The UK Foreign Office reported that the Malvinas Islands no longer had mines or explosives that would sow the country after the fighting. Almost four decades after Argentina and the United Kingdom competed for sovereign of the archipelago, British official sources reported that the islands had been completely cleared of anti-personnel mines. As mentioned earlier, the Argentine Army had built around 20,000 anti-personnel mines and 5,000 anti-tank mines to protect their positions.
The minefields were fenced in and marked after several accidents during mine clearance. At that time, Britain began demining that quickly ceased after a series of accidents. The minefields were fenced in and marked with signs warning of the danger and the decades-long presence of areas contaminated with explosives that blocked traffic and mobility to the Kelpers.
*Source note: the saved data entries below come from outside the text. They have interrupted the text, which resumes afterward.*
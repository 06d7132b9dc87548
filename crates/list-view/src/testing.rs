//! Test doubles: a routed mock transport and a surface that records every call.

use std::cell::RefCell;
use std::collections::{HashMap, VecDeque};

use async_trait::async_trait;
use serde_json::Value;
use tokio::sync::oneshot;

use crate::client::{HttpRequest, HttpResponse, HttpTransport, Method};
use crate::form::{FieldValue, FieldValues, FormView};
use crate::surface::{ConfirmPrompt, DetailView, Notice, ViewSurface};
use crate::table::{PaginationView, TableView};

pub type RawReply = Result<HttpResponse, String>;

pub enum Reply {
    Ready(RawReply),
    /// Resolves when the paired sender fires
    Gated(oneshot::Receiver<RawReply>),
}

impl Reply {
    pub fn json(status: u16, body: Value) -> Self {
        Reply::Ready(json_response(status, body))
    }

    pub fn status(status: u16, status_text: &str, body: &str) -> Self {
        Reply::Ready(Ok(HttpResponse {
            status,
            status_text: status_text.to_string(),
            body: body.to_string(),
        }))
    }

    pub fn network(message: &str) -> Self {
        Reply::Ready(Err(message.to_string()))
    }

    pub fn gated() -> (Self, oneshot::Sender<RawReply>) {
        let (tx, rx) = oneshot::channel();
        (Reply::Gated(rx), tx)
    }
}

pub fn json_response(status: u16, body: Value) -> RawReply {
    Ok(HttpResponse { status, status_text: String::new(), body: body.to_string() })
}

/// `{results, next, previous}` envelope
pub fn envelope(results: Value, has_previous: bool, has_next: bool) -> Value {
    serde_json::json!({
        "results": results,
        "previous": if has_previous { Value::from("prev") } else { Value::Null },
        "next": if has_next { Value::from("next") } else { Value::Null },
    })
}

#[derive(Default)]
pub struct MockTransport {
    routes: RefCell<HashMap<String, VecDeque<Reply>>>,
    requests: RefCell<Vec<HttpRequest>>,
}

fn route_key(method: Method, url: &str) -> String {
    format!("{} {}", method.as_str(), url)
}

impl MockTransport {
    pub fn new() -> Self {
        Self::default()
    }

    /// Queue a reply for `method url`; replies for one route are used in order.
    pub fn on(&self, method: Method, url: &str, reply: Reply) {
        self.routes.borrow_mut().entry(route_key(method, url)).or_default().push_back(reply);
    }

    pub fn requests(&self) -> Vec<HttpRequest> {
        self.requests.borrow().clone()
    }

    pub fn calls(&self) -> Vec<String> {
        self.requests.borrow().iter().map(|r| route_key(r.method, &r.url)).collect()
    }

    pub fn count(&self, method: Method, url: &str) -> usize {
        let key = route_key(method, url);
        self.calls().iter().filter(|call| **call == key).count()
    }
}

#[async_trait(?Send)]
impl HttpTransport for MockTransport {
    async fn send(&self, request: HttpRequest) -> Result<HttpResponse, String> {
        let key = route_key(request.method, &request.url);
        self.requests.borrow_mut().push(request);

        let reply = self.routes.borrow_mut().get_mut(&key).and_then(VecDeque::pop_front);
        match reply {
            Some(Reply::Ready(raw)) => raw,
            Some(Reply::Gated(rx)) => rx.await.unwrap_or_else(|_| Err("gate dropped".to_string())),
            None => Ok(HttpResponse { status: 404, status_text: "Not Found".to_string(), body: String::new() }),
        }
    }
}

#[derive(Debug, Clone, PartialEq)]
pub enum SurfaceEvent {
    Loading(bool),
    Table(TableView),
    Pagination(Option<PaginationView>),
    FormOpened(FormView),
    FormClosed,
    FormDisabled(bool),
    Detail(DetailView),
    Confirm(ConfirmPrompt),
    ConfirmClosed,
    Notice(Notice),
}

/// Records calls and keeps the open form so tests can type into it.
#[derive(Default)]
pub struct RecordingSurface {
    events: RefCell<Vec<SurfaceEvent>>,
    form: RefCell<Option<FormView>>,
}

impl RecordingSurface {
    pub fn new() -> Self {
        Self::default()
    }

    pub fn events(&self) -> Vec<SurfaceEvent> {
        self.events.borrow().clone()
    }

    pub fn tables(&self) -> Vec<TableView> {
        self.events()
            .into_iter()
            .filter_map(|e| match e {
                SurfaceEvent::Table(table) => Some(table),
                _ => None,
            })
            .collect()
    }

    pub fn paginations(&self) -> Vec<Option<PaginationView>> {
        self.events()
            .into_iter()
            .filter_map(|e| match e {
                SurfaceEvent::Pagination(p) => Some(p),
                _ => None,
            })
            .collect()
    }

    pub fn notices(&self) -> Vec<Notice> {
        self.events()
            .into_iter()
            .filter_map(|e| match e {
                SurfaceEvent::Notice(n) => Some(n),
                _ => None,
            })
            .collect()
    }

    pub fn opened_forms(&self) -> Vec<FormView> {
        self.events()
            .into_iter()
            .filter_map(|e| match e {
                SurfaceEvent::FormOpened(form) => Some(form),
                _ => None,
            })
            .collect()
    }

    pub fn details(&self) -> Vec<DetailView> {
        self.events()
            .into_iter()
            .filter_map(|e| match e {
                SurfaceEvent::Detail(detail) => Some(detail),
                _ => None,
            })
            .collect()
    }

    pub fn prompts(&self) -> Vec<ConfirmPrompt> {
        self.events()
            .into_iter()
            .filter_map(|e| match e {
                SurfaceEvent::Confirm(prompt) => Some(prompt),
                _ => None,
            })
            .collect()
    }

    pub fn count(&self, wanted: &SurfaceEvent) -> usize {
        self.events.borrow().iter().filter(|e| *e == wanted).count()
    }

    pub fn is_form_open(&self) -> bool {
        self.form.borrow().is_some()
    }

    /// Simulate the user typing into the open form.
    pub fn type_into(&self, name: &str, text: &str) {
        if let Some(form) = self.form.borrow_mut().as_mut() {
            assert!(form.set_value(name, FieldValue::Text(text.to_string())), "no field {}", name);
        }
    }

    fn record(&self, event: SurfaceEvent) {
        self.events.borrow_mut().push(event);
    }
}

impl ViewSurface for RecordingSurface {
    fn set_loading(&self, loading: bool) {
        self.record(SurfaceEvent::Loading(loading));
    }

    fn render_table(&self, table: TableView) {
        self.record(SurfaceEvent::Table(table));
    }

    fn render_pagination(&self, pagination: Option<PaginationView>) {
        self.record(SurfaceEvent::Pagination(pagination));
    }

    fn open_form(&self, form: FormView) {
        *self.form.borrow_mut() = Some(form.clone());
        self.record(SurfaceEvent::FormOpened(form));
    }

    fn close_form(&self) {
        *self.form.borrow_mut() = None;
        self.record(SurfaceEvent::FormClosed);
    }

    fn read_form(&self) -> FieldValues {
        self.form.borrow().as_ref().map(FormView::values).unwrap_or_default()
    }

    fn set_form_disabled(&self, disabled: bool) {
        if let Some(form) = self.form.borrow_mut().as_mut() {
            form.set_disabled(disabled);
        }
        self.record(SurfaceEvent::FormDisabled(disabled));
    }

    fn show_detail(&self, detail: DetailView) {
        self.record(SurfaceEvent::Detail(detail));
    }

    fn ask_confirm(&self, prompt: ConfirmPrompt) {
        self.record(SurfaceEvent::Confirm(prompt));
    }

    fn close_confirm(&self) {
        self.record(SurfaceEvent::ConfirmClosed);
    }

    fn notify(&self, notice: Notice) {
        self.record(SurfaceEvent::Notice(notice));
    }
}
A UK-funded program was launched in 2009 that “completed its dangerous mission to clear the South Atlantic Islands three years ahead of schedule,” the ministry said in a statement. In Parliament, they assured that the goal was to make the area safer for its residents. “As a result, warning signs and barriers that have been visible in the islands since the end of the conflict will be removed during a local celebration,” he added. The last mine was blown up for this event.
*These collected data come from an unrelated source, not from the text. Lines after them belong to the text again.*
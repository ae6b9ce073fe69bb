//! Replace the interactive shell session with a fresh one.
//!
//! Restarting only happens from a top-level interactive terminal. Anywhere
//! else (a pipe, a script, an editor's embedded terminal) the call is a
//! silent no-op.
//!
//! The launcher replaces the current process. When that process was started
//! from a shell, the new shell runs nested under the caller; running
//! `exec shx reload` makes it a true replacement.

use std::env;
use std::ffi::OsString;
use std::io::{self, IsTerminal};
use std::path::{Path, PathBuf};
use std::process::Command;

use serde::Serialize;

use crate::defaults::SessionConfig;
use crate::error::{Error, Result};

/// Reports whether this process is a top-level interactive session.
pub trait SessionContext {
    fn is_top_level_interactive(&self) -> bool;
}

/// Starts a new session in place of the current process.
pub trait SessionLauncher {
    /// On success the production launcher does not return.
    fn relaunch(&self, shell: &ShellCommand) -> Result<()>;
}

#[derive(Debug, Clone, PartialEq, Eq, Serialize)]
pub struct ShellCommand {
    pub program: String,
    pub args: Vec<String>,
    /// The calling process is itself a shell, which keeps running underneath.
    pub nested: bool,
}

impl ShellCommand {
    /// Configured shell, else the calling shell, else `$SHELL` (`%COMSPEC%`
    /// on Windows), else the platform default.
    pub fn resolve(config: &SessionConfig) -> Self {
        Self::resolve_with(config, |name| env::var(name).ok(), parent_shell())
    }

    /// `parent` is the executable of the calling shell, when there is one.
    pub fn resolve_with<F>(config: &SessionConfig, var: F, parent: Option<PathBuf>) -> Self
    where
        F: Fn(&str) -> Option<String>,
    {
        let (env_name, fallback) = if cfg!(windows) {
            ("COMSPEC", "cmd.exe")
        } else {
            ("SHELL", "/bin/sh")
        };

        let nested = parent.is_some();
        let program = config
            .shell
            .as_deref()
            .filter(|s| !s.trim().is_empty())
            .map(|s| expand(s, &var))
            .or_else(|| parent.map(|p| p.display().to_string()))
            .or_else(|| var(env_name).filter(|s| !s.trim().is_empty()))
            .unwrap_or_else(|| fallback.to_string());

        Self {
            program,
            args: config.args.clone(),
            nested,
        }
    }
}

const KNOWN_SHELLS: &[&str] = &[
    "sh", "bash", "zsh", "fish", "dash", "ksh", "mksh", "yash", "tcsh", "csh", "nu", "elvish",
    "xonsh", "pwsh", "powershell",
];

/// True when the executable's file name is a known interactive shell.
pub fn is_known_shell(program: &Path) -> bool {
    program
        .file_stem()
        .and_then(|stem| stem.to_str())
        .is_some_and(|name| KNOWN_SHELLS.contains(&name))
}

/// The executable of the parent process, when the parent is a shell.
pub fn parent_shell() -> Option<PathBuf> {
    parent_executable().filter(|exe| is_known_shell(exe))
}

#[cfg(target_os = "linux")]
fn parent_executable() -> Option<PathBuf> {
    // SAFETY: getppid has no preconditions and cannot fail.
    let ppid = unsafe { libc::getppid() };
    std::fs::read_link(format!("/proc/{}/exe", ppid)).ok()
}

#[cfg(not(target_os = "linux"))]
fn parent_executable() -> Option<PathBuf> {
    None
}

fn expand<F>(value: &str, var: &F) -> String
where
    F: Fn(&str) -> Option<String>,
{
    shellexpand::full_with_context_no_errors(
        value,
        || var("HOME"),
        |name| var(name),
    )
    .into_owned()
}

#[derive(Debug, Clone, Copy, PartialEq, Eq, Serialize)]
#[serde(rename_all = "snake_case")]
pub enum RestartOutcome {
    /// Not a top-level interactive session; nothing was launched.
    Skipped,
    /// The launcher returned after starting the new session.
    Launched,
}

pub fn restart_session<C, L>(
    context: &C,
    launcher: &L,
    shell: &ShellCommand,
) -> Result<RestartOutcome>
where
    C: SessionContext + ?Sized,
    L: SessionLauncher + ?Sized,
{
    if !context.is_top_level_interactive() {
        log_status!("reload", "Not a top-level interactive session; skipping restart");
        return Ok(RestartOutcome::Skipped);
    }

    log_status!("reload", "Starting {} {}", shell.program, shell.args.join(" "));
    if shell.nested {
        log_status!(
            "reload",
            "The calling shell stays underneath; use `exec shx reload` to replace it"
        );
    }
    launcher.relaunch(shell)?;
    Ok(RestartOutcome::Launched)
}

/// Host detection from the process's own terminal and environment.
#[derive(Debug, Clone)]
pub struct TerminalSession {
    embedded_markers: Vec<String>,
}

impl TerminalSession {
    pub fn new(embedded_markers: Vec<String>) -> Self {
        Self { embedded_markers }
    }

    /// True when any marker matches the environment.
    ///
    /// `NAME` matches when the variable is set; `NAME=value` matches on an
    /// exact value.
    pub fn is_embedded<F>(&self, var: F) -> bool
    where
        F: Fn(&str) -> Option<OsString>,
    {
        self.embedded_markers
            .iter()
            .any(|marker| match marker.split_once('=') {
                Some((name, expected)) => var(name).is_some_and(|value| value == expected),
                None => var(marker.as_str()).is_some(),
            })
    }
}

impl SessionContext for TerminalSession {
    fn is_top_level_interactive(&self) -> bool {
        io::stdin().is_terminal()
            && io::stdout().is_terminal()
            && in_foreground_process_group()
            && !self.is_embedded(|name| env::var_os(name))
    }
}

/// A background job must not take over the terminal.
#[cfg(unix)]
fn in_foreground_process_group() -> bool {
    // SAFETY: both calls only read process state for fd 0.
    let (foreground, own) = unsafe { (libc::tcgetpgrp(libc::STDIN_FILENO), libc::getpgrp()) };
    foreground != -1 && foreground == own
}

#[cfg(not(unix))]
fn in_foreground_process_group() -> bool {
    true
}

/// Replaces the current process with the shell.
#[derive(Debug, Default, Clone, Copy)]
pub struct ProcessLauncher;

impl SessionLauncher for ProcessLauncher {
    #[cfg(unix)]
    fn relaunch(&self, shell: &ShellCommand) -> Result<()> {
        use std::os::unix::process::CommandExt;

        let err = Command::new(&shell.program).args(&shell.args).exec();

        // exec() only returns on error
        Err(Error::session_launch_failed(&shell.program, err.to_string()))
    }

    #[cfg(not(unix))]
    fn relaunch(&self, shell: &ShellCommand) -> Result<()> {
        Command::new(&shell.program)
            .args(&shell.args)
            .spawn()
            .map_err(|e| Error::session_launch_failed(&shell.program, e.to_string()))?;

        std::process::exit(0);
    }
}

#[cfg(test)]
mod tests {
    use super::*;
    use std::cell::RefCell;
    use std::collections::HashMap;

    struct FixedContext(bool);

    impl SessionContext for FixedContext {
        fn is_top_level_interactive(&self) -> bool {
            self.0
        }
    }

    #[derive(Default)]
    struct RecordingLauncher {
        launched: RefCell<Vec<ShellCommand>>,
        fail: bool,
    }

    impl SessionLauncher for RecordingLauncher {
        fn relaunch(&self, shell: &ShellCommand) -> Result<()> {
            self.launched.borrow_mut().push(shell.clone());
            if self.fail {
                return Err(Error::session_launch_failed(&shell.program, "not found"));
            }
            Ok(())
        }
    }

    fn zsh() -> ShellCommand {
        ShellCommand {
            program: "/bin/zsh".to_string(),
            args: vec!["-l".to_string()],
            nested: false,
        }
    }

    fn env_of(pairs: &[(&str, &str)]) -> impl Fn(&str) -> Option<String> {
        let map: HashMap<String, String> = pairs
            .iter()
            .map(|(k, v)| (k.to_string(), v.to_string()))
            .collect();
        move |name: &str| map.get(name).cloned()
    }

    #[test]
    fn non_interactive_context_never_launches() {
        let launcher = RecordingLauncher::default();

        let outcome = restart_session(&FixedContext(false), &launcher, &zsh()).unwrap();

        assert_eq!(outcome, RestartOutcome::Skipped);
        assert!(launcher.launched.borrow().is_empty());
    }

    #[test]
    fn interactive_context_launches_once() {
        let launcher = RecordingLauncher::default();

        let outcome = restart_session(&FixedContext(true), &launcher, &zsh()).unwrap();

        assert_eq!(outcome, RestartOutcome::Launched);
        assert_eq!(*launcher.launched.borrow(), vec![zsh()]);
    }

    #[test]
    fn launch_failure_propagates() {
        let launcher = RecordingLauncher {
            fail: true,
            ..Default::default()
        };

        let err = restart_session(&FixedContext(true), &launcher, &zsh()).unwrap_err();
        assert_eq!(err.code, crate::ErrorCode::SessionLaunchFailed);
    }

    fn os_env_of(
        pairs: &'static [(&'static str, &'static str)],
    ) -> impl Fn(&str) -> Option<OsString> {
        move |name: &str| {
            pairs
                .iter()
                .find(|(k, _)| *k == name)
                .map(|(_, v)| OsString::from(*v))
        }
    }

    #[test]
    fn embedded_markers_match_name_or_exact_value() {
        let session = TerminalSession::new(vec![
            "INSIDE_EMACS".to_string(),
            "TERM_PROGRAM=vscode".to_string(),
        ]);
        assert!(session.is_embedded(os_env_of(&[("INSIDE_EMACS", "29.1,comint")])));
        assert!(session.is_embedded(os_env_of(&[("TERM_PROGRAM", "vscode")])));
        assert!(!session.is_embedded(os_env_of(&[("TERM_PROGRAM", "iTerm.app")])));
        assert!(!session.is_embedded(os_env_of(&[])));
    }

    #[test]
    fn configured_shell_wins_and_expands_home() {
        let config = SessionConfig {
            shell: Some("~/bin/fish".to_string()),
            args: vec!["-i".to_string()],
            embedded_markers: Vec::new(),
        };

        let shell = ShellCommand::resolve_with(
            &config,
            env_of(&[("HOME", "/home/ada"), ("SHELL", "/bin/bash")]),
            Some(PathBuf::from("/usr/bin/zsh")),
        );

        assert_eq!(shell.program, "/home/ada/bin/fish");
        assert_eq!(shell.args, vec!["-i".to_string()]);
    }

    #[test]
    fn configured_shell_expands_variables() {
        let config = SessionConfig {
            shell: Some("$TOOLS/zsh".to_string()),
            ..SessionConfig::default()
        };

        let shell = ShellCommand::resolve_with(&config, env_of(&[("TOOLS", "/opt/tools")]), None);
        assert_eq!(shell.program, "/opt/tools/zsh");
    }

    #[cfg(unix)]
    #[test]
    fn falls_back_to_login_shell_then_sh() {
        let config = SessionConfig::default();

        let from_env =
            ShellCommand::resolve_with(&config, env_of(&[("SHELL", "/usr/bin/zsh")]), None);
        assert_eq!(from_env.program, "/usr/bin/zsh");
        assert_eq!(from_env.args, vec!["-l".to_string()]);
        assert!(!from_env.nested);

        let bare = ShellCommand::resolve_with(&config, env_of(&[]), None);
        assert_eq!(bare.program, "/bin/sh");
    }

    #[test]
    fn calling_shell_wins_over_login_shell() {
        let shell = ShellCommand::resolve_with(
            &SessionConfig::default(),
            env_of(&[("SHELL", "/bin/zsh")]),
            Some(PathBuf::from("/usr/bin/bash")),
        );

        assert_eq!(shell.program, "/usr/bin/bash");
        assert!(shell.nested);
    }

    #[test]
    fn shell_names_are_recognized_by_file_name() {
        assert!(is_known_shell(Path::new("/usr/bin/bash")));
        assert!(is_known_shell(Path::new("/opt/homebrew/bin/fish")));
        assert!(is_known_shell(Path::new("/opt/microsoft/powershell/7/pwsh.exe")));
        assert!(!is_known_shell(Path::new("/usr/lib/gnome-terminal-server")));
        assert!(!is_known_shell(Path::new("/usr/bin/zsh (deleted)")));
    }

    #[cfg(unix)]
    #[test]
    fn process_launcher_reports_missing_program() {
        let shell = ShellCommand {
            program: "/nonexistent/shx-shell".to_string(),
            args: Vec::new(),
            nested: false,
        };
        let err = ProcessLauncher.relaunch(&shell).unwrap_err();
        assert_eq!(err.code, crate::ErrorCode::SessionLaunchFailed);
    }
}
The dangerous demining task was carried out by a Zimbabwean team under British supervision to enable the UK to meet its obligations under the Convention on the Ban on Anti-Personnel Mines. The tasks required the introduction of new techniques for removing pyrotechnic devices from special anti-mine vehicles, conventional detection systems and the latest and most advanced technology. The English specialists had to exert their care and effort for years to expand safe areas for the islands’ residents.
The cleanup of the Falkland Islands “means that there are no more anti-personnel mines in the world on British territory,” said the Chancellor. It also announced an allocation of an additional £ 36 million ($ 47 million) up to a total of £ 124 million to fund demining projects in Africa, the Middle East and Asia.